Gender-associated genes in filarial nematodes are important for reproduction and potential intervention targets

Abstract

Background: A better understanding of reproductive processes in parasitic nematodes may lead to development of new anthelmintics and control strategies for combating disabling and disfiguring neglected tropical diseases such as lymphatic filariasis and onchocerciasis. Transcriptomatic analysis has provided important new insights into mechanisms of reproduction and development in other invertebrates. We have performed the first genome-wide analysis of gender-associated (GA) gene expression in a filarial nematode to improve understanding of key reproductive processes in these parasites.

Methodology/principal findings: The Version 2 Filarial Microarray with 18,104 elements representing ∼85% of the filarial genome was used to identify GA gene transcripts in adult Brugia malayi worms. Approximately 19% of 14,293 genes were identified as GA genes. Many GA genes have potential Caenorhabditis elegans homologues annotated as germline-, oogenesis-, spermatogenesis-, and early embryogenesis- enriched. The potential C. elegans homologues of the filarial GA genes have a higher frequency of severe RNAi phenotypes (such as lethal and sterility) than other C. elegans genes. Molecular functions and biological processes associated with GA genes were gender-segregated. Peptidase, ligase, transferase, regulator activity for kinase and transcription, and rRNA and lipid binding were associated with female GA genes. In contrast, catalytic activity from kinase, ATP, and carbohydrate binding were associated with male GA genes. Cell cycle, transcription, translation, and biological regulation were increased in females, whereas metabolic processes of phosphate and carbohydrate metabolism, energy generation, and cell communication were increased in males. Significantly enriched pathways in females were associated with cell growth and protein synthesis, whereas metabolic pathways such as pentose phosphate and energy production pathways were enriched in males. There were also striking gender differences in environmental information processing and cell communication pathways. Many proteins encoded by GA genes are secreted by Brugia malayi, and these encode immunomodulatory molecules such as antioxidants and host cytokine mimics. Expression of many GA genes has been recently reported to be suppressed by tetracycline, which blocks reproduction in female Brugia malayi. Our localization of GA transcripts in filarial reproductive organs supports the hypothesis that these genes encode proteins involved in reproduction.

Conclusions/significance: Genome-wide expression profiling coupled with a robust bioinformatics analysis has greatly expanded our understanding of the molecular biology of reproduction in filarial nematodes. This study has highlighted key molecules and pathways associated with reproductive and other biological processes and identified numerous potential candidates for rational drug design to target reproductive processes.

Figure 1. The most significant KEGG pathways were identified in gender-associated genes.

KEGG pathway analyses were applied to filarial proteins encoded by filarial gender-associated genes. Values for each category are reported as percentages of functionally annotated proteins.

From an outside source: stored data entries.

use serde::{Deserialize, Serialize};

pub const COMMIT_TYPES: [&str; 7] = ["feat", "fix", "docs", "style", "refactor", "test", "chore"];

pub const MAX_SUBJECT_LEN: usize = 100;

/// Parsed components of a conventional commit message:
/// `type(scope)?: subject [#issue]`.
#[derive(Clone, Debug, PartialEq, Eq, Serialize, Deserialize)]
pub struct CommitMessage {
    pub raw: String,
    pub commit_type: String,
    pub scope: Option<String>,
    pub subject: String,
    pub issue_ref: Option<String>,
}

#[derive(Clone, Debug, Serialize, Deserialize)]
pub struct CommitCheck {
    pub is_valid: bool,
    pub errors: Vec<String>,
    pub parsed: Option<CommitMessage>,
}

/// Validate the first line of a commit message against the conventional
/// grammar. Errors are structured and specific so they can be surfaced
/// verbatim to the operator.
pub fn validate(message: &str) -> CommitCheck {
    let first_line = message.lines().next().unwrap_or("").trim();
    let mut errors = Vec::new();

    let Some((header, rest)) = first_line.split_once(':') else {
        errors.push(format!(
            "missing 'type: subject' separator; expected one of {} followed by ': '",
            COMMIT_TYPES.join("|")
        ));
        return CommitCheck { is_valid: false, errors, parsed: None };
    };

    let (commit_type, scope) = match header.split_once('(') {
        Some((t, tail)) => match tail.strip_suffix(')') {
            Some(scope) if !scope.trim().is_empty() => (t.trim(), Some(scope.trim().to_string())),
            _ => {
                errors.push("malformed scope; expected 'type(scope): subject'".to_string());
                (t.trim(), None)
            }
        },
        None => (header.trim(), None),
    };

    if !COMMIT_TYPES.contains(&commit_type) {
        errors.push(format!(
            "unknown commit type '{}'; expected one of {}",
            commit_type,
            COMMIT_TYPES.join(", ")
        ));
    }

    if !rest.starts_with(' ') && !rest.is_empty() {
        errors.push("missing space after ':'".to_string());
    }

    let (subject, issue_ref) = split_issue_ref(rest.trim());
    if subject.is_empty() {
        errors.push("empty subject".to_string());
    }
    if subject.chars().count() > MAX_SUBJECT_LEN {
        errors.push(format!(
            "subject is {} characters, maximum is {}",
            subject.chars().count(),
            MAX_SUBJECT_LEN
        ));
    }

    let is_valid = errors.is_empty();
    let parsed = is_valid.then(|| CommitMessage {
        raw: first_line.to_string(),
        commit_type: commit_type.to_string(),
        scope,
        subject: subject.to_string(),
        issue_ref,
    });
    CommitCheck { is_valid, errors, parsed }
}

fn split_issue_ref(subject: &str) -> (&str, Option<String>) {
    let Some(last) = subject.rsplit(' ').next() else {
        return (subject, None);
    };
    let token = last.trim_matches(|c| c == '(' || c == ')');
    if token.starts_with('#') && token[1..].chars().all(|c| c.is_ascii_digit()) && token.len() > 1 {
        let cut = subject.len() - last.len();
        (subject[..cut].trim_end(), Some(token.to_string()))
    } else {
        (subject, None)
    }
}

/// Best-effort correction for a free-text message: infer the most likely
/// type from the leading verb and normalize the subject. Heuristic only;
/// the caller must present it as an accept/reject choice, never apply it
/// silently. Returns None when the message is already valid or no intent
/// is inferable.
pub fn suggest_fix(message: &str) -> Option<String> {
    if validate(message).is_valid {
        return None;
    }
    let first_line = message.lines().next()?.trim();
    if first_line.is_empty() {
        return None;
    }

    let mut words = first_line.split_whitespace();
    let verb = words.next()?.to_ascii_lowercase();
    let verb = verb.trim_end_matches(|c: char| !c.is_ascii_alphabetic());
    let inferred = infer_type(verb)?;

    let mut subject = first_line.to_string();
    // Drop an existing broken "type:" prefix rather than stacking two.
    if let Some((head, tail)) = first_line.split_once(':') {
        if head.split('(').next().map(str::trim).is_some_and(|t| !t.contains(' ')) {
            subject = tail.trim().to_string();
        }
    }
    if subject.is_empty() {
        return None;
    }
    let mut chars = subject.chars();
    let lowered = match chars.next() {
        Some(c) => c.to_lowercase().collect::<String>() + chars.as_str(),
        None => return None,
    };
    let truncated: String = lowered.chars().take(MAX_SUBJECT_LEN).collect();
    let candidate = format!("{inferred}: {truncated}");
    // Only offer suggestions that actually validate.
    validate(&candidate).is_valid.then_some(candidate)
}

fn infer_type(verb: &str) -> Option<&'static str> {
    match verb {
        "add" | "added" | "adding" | "create" | "created" | "implement" | "implemented"
        | "introduce" | "introduced" => Some("feat"),
        "fix" | "fixed" | "fixes" | "fixing" | "repair" | "repaired" | "correct" | "corrected"
        | "resolve" | "resolved" => Some("fix"),
        "document" | "documented" | "doc" | "docs" => Some("docs"),
        "test" | "tested" | "tests" => Some("test"),
        "refactor" | "refactored" | "restructure" | "rework" | "reworked" => Some("refactor"),
        "update" | "updated" | "bump" | "bumped" | "upgrade" | "upgraded" | "remove"
        | "removed" | "clean" | "cleaned" => Some("chore"),
        _ => None,
    }
}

Figure 2. Functional categories of filarial gender-associated genes with specific expression pattern of potential C. elegans homologues.

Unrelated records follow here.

use std::time::Duration;

use osw_core::{SemVer, Stage};
use osw_tools::GitCli;

use crate::registry::{Hook, HookContext, HookRegistry};

/// Subprocess-backed probes get a short leash; a hook must never hang the
/// pipeline.
const PROBE_TIMEOUT: Duration = Duration::from_secs(5);

/// Minimum interpreter version required by the target project's tooling.
pub struct PythonToolchainHook {
    pub min_minor: u32,
}

impl Hook for PythonToolchainHook {
    fn name(&self) -> &'static str {
        "python_toolchain"
    }

    fn check(&self, ctx: &HookContext) -> (bool, String) {
        let out = match ctx.tools.run_with_timeout(
            &ctx.repo_root,
            "python3",
            &["--version"],
            PROBE_TIMEOUT,
        ) {
            Ok(out) if out.success() => out,
            _ => {
                return (
                    false,
                    "python3 not found on PATH; install Python 3 to run the workflow tooling"
                        .to_string(),
                )
            }
        };
        // "Python 3.11.4"
        let reported = out.stdout.trim();
        let minor = reported
            .strip_prefix("Python 3.")
            .and_then(|rest| rest.split('.').next())
            .and_then(|m| m.parse::<u32>().ok());
        match minor {
            Some(m) if m >= self.min_minor => (true, format!("{reported} available")),
            Some(m) => (
                false,
                format!(
                    "Python 3.{m} found but 3.{} or newer is required",
                    self.min_minor
                ),
            ),
            None => (false, format!("could not parse interpreter version from '{reported}'")),
        }
    }
}

/// Fails when any of the listed CLI tools is missing from PATH.
pub struct RequiredCliHook {
    pub programs: Vec<String>,
}

impl Hook for RequiredCliHook {
    fn name(&self) -> &'static str {
        "required_cli_tools"
    }

    fn check(&self, ctx: &HookContext) -> (bool, String) {
        let missing: Vec<&str> = self
            .programs
            .iter()
            .filter(|p| {
                !matches!(
                    ctx.tools.run_with_timeout(&ctx.repo_root, p, &["--version"], PROBE_TIMEOUT),
                    Ok(out) if out.success()
                )
            })
            .map(String::as_str)
            .collect();
        if missing.is_empty() {
            (true, format!("all required tools present: {}", self.programs.join(", ")))
        } else {
            (
                false,
                format!(
                    "missing required CLI tool(s): {}; install them before running",
                    missing.join(", ")
                ),
            )
        }
    }
}

/// The version manifest must parse as MAJOR.MINOR.PATCH before a bump is
/// attempted.
pub struct VersionFormatHook;

impl Hook for VersionFormatHook {
    fn name(&self) -> &'static str {
        "version_format"
    }

    fn check(&self, ctx: &HookContext) -> (bool, String) {
        let path = ctx.repo_root.join(&ctx.version_file);
        let raw = match std::fs::read_to_string(&path) {
            Ok(raw) => raw,
            Err(_) => {
                return (
                    false,
                    format!(
                        "{} not found; create it with an initial version like 0.1.0",
                        ctx.version_file
                    ),
                )
            }
        };
        match raw.trim().parse::<SemVer>() {
            Ok(v) => (true, format!("current version {v}")),
            Err(_) => (
                false,
                format!(
                    "{} contains '{}', expected MAJOR.MINOR.PATCH",
                    ctx.version_file,
                    raw.trim()
                ),
            ),
        }
    }
}

/// The worktree must be clean apart from the files the upcoming stage is
/// itself about to commit.
pub struct CleanWorktreeHook;

impl Hook for CleanWorktreeHook {
    fn name(&self) -> &'static str {
        "clean_worktree"
    }

    fn check(&self, ctx: &HookContext) -> (bool, String) {
        let git = GitCli::new(std::sync::Arc::clone(&ctx.tools), ctx.repo_root.clone());
        let dirty = match git.dirty_paths() {
            Ok(dirty) => dirty,
            Err(err) => return (false, format!("git status failed: {err:#}")),
        };
        let stray: Vec<String> = dirty
            .into_iter()
            .filter(|p| !ctx.allowed_dirty_prefixes.iter().any(|pre| p.starts_with(pre.as_str())))
            .collect();
        if stray.is_empty() {
            (true, "worktree clean (ignoring workflow-managed paths)".to_string())
        } else {
            (
                false,
                format!(
                    "uncommitted changes outside the change scope: {}; commit or stash them first",
                    stray.join(", ")
                ),
            )
        }
    }
}

/// The hosting-platform CLI must be present and authenticated before the
/// PR stage.
pub struct GhAuthHook;

impl Hook for GhAuthHook {
    fn name(&self) -> &'static str {
        "gh_authenticated"
    }

    fn check(&self, ctx: &HookContext) -> (bool, String) {
        match ctx.tools.run_with_timeout(&ctx.repo_root, "gh", &["auth", "status"], PROBE_TIMEOUT) {
            Ok(out) if out.success() => (true, "gh authenticated".to_string()),
            Ok(out) => (
                false,
                format!("gh is not authenticated: {}; run `gh auth login`", out.stderr.trim()),
            ),
            Err(_) => (
                false,
                "gh not found on PATH; install the GitHub CLI or skip the PR stage".to_string(),
            ),
        }
    }
}

/// Canonical stage bindings. `gate_tools` lists the analysis CLIs the
/// selected lane will actually invoke (empty for the docs lane).
pub fn default_registry(gate_tools: &[String]) -> HookRegistry {
    let mut reg = HookRegistry::empty();
    reg.register(Stage::Setup, Box::new(PythonToolchainHook { min_minor: 10 }));
    let mut programs = vec!["git".to_string()];
    programs.extend(gate_tools.iter().cloned());
    reg.register(Stage::Setup, Box::new(RequiredCliHook { programs }));
    reg.register(Stage::VersionBump, Box::new(VersionFormatHook));
    reg.register(Stage::Commit, Box::new(CleanWorktreeHook));
    reg.register(Stage::PullRequest, Box::new(GhAuthHook));
    reg
}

Pie charts show functional annotation of each of the major gene sets based on the assigned molecular function using gene ontology (GO) annotation. A: Functional categories of the female-associated genes with potential C. elegans homologues within oogenesis and intrinsic gene set. B: Functional categories of the male-associated genes with potential C. elegans homologues within spermatogenesis gene set. The sidebars divide genes encoding binding proteins into three categories: RNA binding, nucleotide and other nucleic acid and other bindings.

Figure 3. Expression patterns for four genes as revealed by in situ hybridization.

Bm1_45785 (A–C)- female-associated; Bm1_19785 (D–F)-male-associated; Bm1_25705 (G–J)-female-associated and Bm1_35060 (K–N)-male-associated in adult B. malayi. A–C: hybridization signals were detected in morula stage embryos (C, arrows) in females with no signals in males (A,B); D–F: expression was detected in spermatocytes (D, arrows) and spermatids (E, arrow) in males, but no signal was detected in females (F); G–J: hybridization signals were detected in spermatocytes (G, arrow) in males and signals were also detected in developing oocytes (H, arrows) and morula stages embryos (I,J, arrows) in females; K–N: expression signals were present in muscle in males (K, arrows) and females (L,M,N, arrows); signals were also seen in stretched microfilariae (M,N, arrows) and in uterus epithelial cells (M,N, arrow heads) where stretched microfilariae were present. I: intestine; O: ovary. Scale bars: 20 µm.